Specified Practical Work
Experiment: Measurement of the Refractive Index of a Material
- The refractive index (n) of a material can be determined experimentally using several methods. One commonly used method involves measuring the angle of incidence (θ1) and the angle of refraction (θ2) when light passes through the material, and applying Snell’s Law:
- [math]n_1 \sin \theta_1 = n_2 \sin \theta_2[/math]
- If the material is surrounded by air ([math]n_1[/math]=1), the equation simplifies to:
- [math]n = \frac{\sin \theta_1}{\sin \theta_2}[/math]
- ⇒ Aim
- To measure the refractive index of a transparent material (e.g., glass or a plastic block) using a laser or ray box and applying Snell’s Law.
- ⇒ Apparatus
- 1. Rectangular or semicircular transparent block (glass or plastic).
- 2. Laser or ray box (producing a narrow beam of light).
- 3. Protractor (for measuring angles of incidence and refraction).
- 4. White sheet of paper (for tracing light rays).
- 5. Pencil and ruler.
- 6. Clamp stand (optional, for holding the laser steady).
- ⇒ Procedure
- 1. Setting Up the Experiment
- Place the transparent block on a white sheet of paper and trace its outline using a pencil.
- Draw a normal line (perpendicular to the surface) at one point on the outline where the light ray will enter.
- 2. Generating the Incident Ray
- Direct a narrow beam of light (using a laser or ray box) towards the block so it strikes the surface at an angle of incidence (θ1) to the normal.
- 3. Measuring the Angles
- Trace the incident ray and the refracted ray that emerges inside the block.
- Extend the refracted ray exiting the block and trace it on the paper.
- Use a protractor to measure:
- The angle of incidence (θ1), between the incident ray and the normal.

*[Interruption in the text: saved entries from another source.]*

//! Data Transfer Objects

use chrono::{DateTime, Utc};
use serde::{Deserialize, Serialize};

use crate::application::{ConversationView, TurnOutcome, VoiceTurnOutcome};
use crate::domain::conversation::{ConversationSettings, ConversationTurn};
use crate::domain::synthesis::{LanguageHint, SynthesizedAudioArtifact};

// ============================================================================
// 统一响应结构
// ============================================================================

/// 统一 API 响应格式
#[derive(Debug, Serialize, Deserialize)]
pub struct ApiResponse<T> {
    pub errno: i32,
    pub error: String,
    pub data: Option<T>,
}

impl<T: Serialize> ApiResponse<T> {
    /// 成功响应
    pub fn success(data: T) -> Self {
        Self {
            errno: 0,
            error: String::new(),
            data: Some(data),
        }
    }
}

/// 空数据响应
#[derive(Debug, Serialize, Deserialize)]
pub struct Empty {}

impl ApiResponse<Empty> {
    /// 成功但无数据
    pub fn ok() -> Self {
        Self {
            errno: 0,
            error: String::new(),
            data: Some(Empty {}),
        }
    }
}

/// 合成音频的下载地址
pub fn audio_url(file_name: &str) -> String {
    format!("/api/audio/{}", file_name)
}

// ============================================================================
// Conversation DTOs
// ============================================================================

#[derive(Debug, Default, Deserialize)]
pub struct CreateConversationRequest {
    #[serde(default)]
    pub speech_language: Option<LanguageHint>,
    #[serde(default)]
    pub auto_play: Option<bool>,
}

#[derive(Debug, Deserialize)]
pub struct ConversationIdRequest {
    pub conversation_id: String,
}

#[derive(Debug, Deserialize)]
pub struct UpdateSettingsRequest {
    pub conversation_id: String,
    #[serde(default)]
    pub speech_language: Option<LanguageHint>,
    #[serde(default)]
    pub auto_play: Option<bool>,
    /// 切换自动播放，优先于 `auto_play`
    #[serde(default)]
    pub toggle_auto_play: bool,
}

#[derive(Debug, Serialize, Deserialize)]
pub struct ConversationSettingsDto {
    pub conversation_id: String,
    pub speech_language: LanguageHint,
    pub auto_play: bool,
}

impl ConversationSettingsDto {
    pub fn new(conversation_id: String, settings: ConversationSettings) -> Self {
        Self {
            conversation_id,
            speech_language: settings.speech_language,
            auto_play: settings.auto_play,
        }
    }
}

#[derive(Debug, Serialize, Deserialize)]
pub struct ConversationDto {
    pub conversation_id: String,
    pub turns: Vec<ConversationTurn>,
    pub speech_language: LanguageHint,
    pub auto_play: bool,
    pub last_audio: Option<AudioDto>,
    pub created_at: DateTime<Utc>,
    pub updated_at: DateTime<Utc>,
}

impl From<ConversationView> for ConversationDto {
    fn from(view: ConversationView) -> Self {
        Self {
            conversation_id: view.conversation_id,
            turns: view.turns,
            speech_language: view.settings.speech_language,
            auto_play: view.settings.auto_play,
            last_audio: view.last_audio.map(|file_name| AudioDto {
                url: audio_url(&file_name),
                file_name,
                size_bytes: None,
            }),
            created_at: view.created_at,
            updated_at: view.updated_at,
        }
    }
}

// ============================================================================
// Turn DTOs
// ============================================================================

#[derive(Debug, Deserialize)]
pub struct TextTurnRequest {
    pub conversation_id: String,
    pub text: String,
}

#[derive(Debug, Serialize, Deserialize)]
pub struct AudioDto {
    pub file_name: String,
    pub url: String,
    #[serde(skip_serializing_if = "Option::is_none")]
    pub size_bytes: Option<u64>,
}

impl AudioDto {
    fn from_artifact(artifact: &SynthesizedAudioArtifact) -> Option<Self> {
        let file_name = artifact.file_name()?.to_string();
        Some(Self {
            url: audio_url(&file_name),
            file_name,
            size_bytes: Some(artifact.size_bytes()),
        })
    }
}

#[derive(Debug, Serialize, Deserialize)]
pub struct TurnResponseDto {
    pub conversation_id: String,
    pub user_text: String,
    pub reply: String,
    pub via_speech: bool,
    pub chat_failed: bool,
    pub audio: Option<AudioDto>,
    /// 合成失败时的提示文本
    pub notice: Option<String>,
    pub synthesis_error: Option<String>,
}

impl TurnResponseDto {
    pub fn new(conversation_id: String, outcome: TurnOutcome) -> Self {
        Self {
            conversation_id,
            notice: outcome.notice().map(String::from),
            audio: outcome.audio.as_ref().and_then(AudioDto::from_artifact),
            user_text: outcome.user_text,
            reply: outcome.reply,
            via_speech: outcome.via_speech,
            chat_failed: outcome.chat_failed,
            synthesis_error: outcome.synthesis_error,
        }
    }
}

#[derive(Debug, Serialize, Deserialize)]
pub struct VoiceTurnResponseDto {
    pub conversation_id: String,
    pub transcript: Option<String>,
    pub transcription_error: Option<String>,
    pub turn: Option<TurnResponseDto>,
}

impl VoiceTurnResponseDto {
    pub fn new(conversation_id: String, outcome: VoiceTurnOutcome) -> Self {
        Self {
            turn: outcome
                .turn
                .map(|turn| TurnResponseDto::new(conversation_id.clone(), turn)),
            conversation_id,
            transcript: outcome.transcript,
            transcription_error: outcome.transcription_error,
        }
    }
}

// ============================================================================
// Audio DTOs
// ============================================================================

#[derive(Debug, Deserialize)]
pub struct DeleteAudioRequest {
    pub file_name: String,
}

- The angle of refraction (θ2), between the refracted ray and the normal inside the block.
- 4. Repeating the Experiment
- Repeat the experiment for a range of angles of incidence (e.g.,[math]10^\circ, 20^\circ, 30^\circ, \dots[/math] ).
- Record the angles of incidence and refraction in a table.

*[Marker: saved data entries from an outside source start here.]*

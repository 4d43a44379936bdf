//! STT Adapters - 语音识别适配器

mod whisper_client;

pub use whisper_client::{WhisperClient, WhisperClientConfig};
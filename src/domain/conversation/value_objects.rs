//! Conversation Context - Value Objects

use serde::{Deserialize, Serialize};

use crate::domain::synthesis::LanguageHint;

/// 一轮对话
#[derive(Debug, Clone, PartialEq, Eq, Serialize, Deserialize)]
pub struct ConversationTurn {
    pub user_text: String,
    pub assistant_text: String,
    /// 用户输入是否来自语音识别
    #[serde(default)]
    pub via_speech: bool,
}

impl ConversationTurn {
    pub fn new(user_text: impl Into<String>, assistant_text: impl Into<String>) -> Self {
        Self {
            user_text: user_text.into(),
            assistant_text: assistant_text.into(),
            via_speech: false,
        }
    }

    pub fn spoken(mut self) -> Self {
        self.via_speech = true;
        self
    }
}

/// 对话设置
#[derive(Debug, Clone, Copy, PartialEq, Eq, Serialize, Deserialize)]
pub struct ConversationSettings {
    /// 语音识别语言
    pub speech_language: LanguageHint,
    /// 合成完成后客户端是否自动播放
    pub auto_play: bool,
}

impl Default for ConversationSettings {
    fn default() -> Self {
        Self {
            speech_language: LanguageHint::Auto,
            auto_play: true,
        }
    }
}

/// 消息角色
#[derive(Debug, Clone, Copy, PartialEq, Eq, Serialize, Deserialize)]
#[serde(rename_all = "lowercase")]
pub enum ChatRole {
    System,
    User,
    Assistant,
}

/// 发给语言模型的消息
#[derive(Debug, Clone, PartialEq, Eq, Serialize, Deserialize)]
pub struct ChatMessage {
    pub role: ChatRole,
    pub content: String,
}

impl ChatMessage {
    pub fn system(content: impl Into<String>) -> Self {
        Self {
            role: ChatRole::System,
            content: content.into(),
        }
    }

    pub fn user(content: impl Into<String>) -> Self {
        Self {
            role: ChatRole::User,
            content: content.into(),
        }
    }

    pub fn assistant(content: impl Into<String>) -> Self {
        Self {
            role: ChatRole::Assistant,
            content: content.into(),
        }
    }
}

- Figure 8 Measuring of the refractive index
- ⇒ Data and Observations
- Record the Following Data:
Angle of Incidence (θ1) Angle of Refraction (θ2) [math]\sin\theta_1[/math] [math]\sin\theta_2[/math] Refractive Index ([math]n = \frac{\sin \theta_1}{\sin \theta_2}[/math]) [math]10^\circ[/math] [math]x^\circ[/math] [math]\sin 10^\circ[/math] [math]\sin x^\circ[/math] [math]\frac{\sin 10^\circ}{\sin x^\circ}[/math] [math]20^\circ[/math] [math]x^\circ[/math] [math]\sin 20^\circ[/math] [math]\sin x^\circ[/math] [math]\frac{\sin 20^\circ}{\sin x^\circ}[/math] … … … … … - ⇒ Analysis
- Using Snell’s Law
- For each pair of measured angles:
- [math]n = \frac{\sin \theta_1}{\sin \theta_2}[/math]
- Calculate the refractive index for all data points and take the average for accuracy.
- ⇒ Graphical Analysis
- 1. Plot [math]\sin \theta_1[/math](y-axis) against [math]\sin \theta_2[/math](x-axis).

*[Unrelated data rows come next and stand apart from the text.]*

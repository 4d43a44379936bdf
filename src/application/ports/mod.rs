//! Application Ports - 出站端口定义
//!
//! 定义应用层与基础设施层的抽象接口

mod audio_storage;
mod chat_completion;
mod conversation_store;
mod speech_synthesizer;
mod speech_to_text;

pub use audio_storage::{AudioStorageError, AudioStoragePort};
pub use chat_completion::{ChatCompletionPort, ChatError};
pub use conversation_store::{ConversationError, ConversationStorePort, SharedConversation};
pub use speech_synthesizer::{
    NoopProgress, PollError, PollProgress, ProgressReporter, SpeechSynthesizerPort,
    SubmitError, SynthesisContext, SynthesisError,
};
pub use speech_to_text::{SpeechToTextPort, SttError};
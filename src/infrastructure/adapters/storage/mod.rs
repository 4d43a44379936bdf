//! Storage Adapter - 合成音频文件存储

mod file_storage;

pub use file_storage::FileAudioStorage;
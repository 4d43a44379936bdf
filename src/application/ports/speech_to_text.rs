//! Speech To Text Port - 语音识别抽象

use async_trait::async_trait;
use thiserror::Error;

use crate::domain::synthesis::LanguageHint;

/// 语音识别错误
#[derive(Debug, Error)]
pub enum SttError {
    #[error("Network error: {0}")]
    NetworkError(String),

    #[error("Service error: {0}")]
    ServiceError(String),

    #[error("Invalid response: {0}")]
    InvalidResponse(String),
}

/// Speech To Text Port
#[async_trait]
pub trait SpeechToTextPort: Send + Sync {
    /// 识别 WAV 音频，`language` 为 Auto 时由服务自动检测
    async fn transcribe(&self, audio: Vec<u8>, language: LanguageHint) -> Result<String, SttError>;
}
//! Conversation Context - 对话限界上下文
//!
//! 职责:
//! - 对话历史（只追加）
//! - 对话设置（识别语言、自动播放）
//! - 构建发给语言模型的消息序列

mod aggregate;
mod value_objects;

pub use aggregate::ConversationState;
pub use value_objects::{ChatMessage, ChatRole, ConversationSettings, ConversationTurn};
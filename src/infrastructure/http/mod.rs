//! HTTP Layer - RESTful API + WebSocket
//!
//! 对话、轮次、音频三组接口，合成事件通过 WebSocket 推送

pub mod dto;
pub mod error;
pub mod handlers;
pub mod middleware;
pub mod routes;
pub mod server;
pub mod state;

pub use error::ApiError;
pub use routes::create_routes;
pub use server::{HttpServer, ServerConfig};
pub use state::AppState;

- 2. The slope of the straight-line graph will give the refractive index (n) of the material.
- ⇒ Precautions
- 1. Ensure the block is clean and dry to avoid scattering or absorption of light.
- 2. Use a sharp pencil and ruler for accurate ray tracing.
- 3. Align the laser or ray box carefully to ensure precise angles of incidence.
- 4. Avoid parallax errors when measuring angles with the protractor.
- ⇒ Sources of Error
- 1. Difficulty in accurately measuring angles.
- 2. Scattering or divergence of the light beam.
- 3. Imperfections or impurities in the material block.
- ⇒ Conclusion
- By using Snell’s Law, the refractive index of the material can be calculated with reasonable accuracy. This value indicates how much the speed of light is reduced inside the material compared to a vacuum.